Your assignment: Give back, word for word, the line that contains "pub use artifact::*;" and every line that follows it in the data below.

(Excerpts from a dataset)
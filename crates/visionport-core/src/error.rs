use thiserror::Error;

/// Failure taxonomy for a single classification run.
///
/// `Resource` is the only non-fatal kind: callers degrade (empty label table)
/// instead of aborting.
#[derive(Debug, Error)]
pub enum PipelineError {
    #[error("failed to parse model: {0}")]
    Parse(String),

    #[error("engine compilation failed: {0}")]
    Compilation(String),

    #[error("invalid configuration: {0}")]
    Configuration(String),

    #[error("failed to decode image: {0}")]
    Decode(String),

    #[error("resource unavailable: {0}")]
    Resource(String),

    #[error("device error: {0}")]
    Device(String),

    #[error("execution failed: {0}")]
    Execution(String),
}

impl PipelineError {
    /// Whether the run must stop. Everything except `Resource` is fatal.
    pub fn is_fatal(&self) -> bool {
        !matches!(self, PipelineError::Resource(_))
    }
}

pub type Result<T> = std::result::Result<T, PipelineError>;
pub mod artifact;
pub mod backend;
pub mod bindings;
pub mod constraints;
pub mod device;
pub mod error;
pub mod labels;
pub mod precision;
pub mod spec;
pub mod tensor;

pub use artifact::*;
pub use backend::*;
pub use bindings::*;
pub use constraints::*;
pub use device::*;
pub use error::*;
pub use labels::*;
pub use precision::*;
pub use spec::*;
pub use tensor::*;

Task answer:
pub use artifact::*;
pub use backend::*;
pub use bindings::*;
pub use constraints::*;
pub use device::*;
pub use error::*;
pub use labels::*;
pub use precision::*;
pub use spec::*;
pub use tensor::*;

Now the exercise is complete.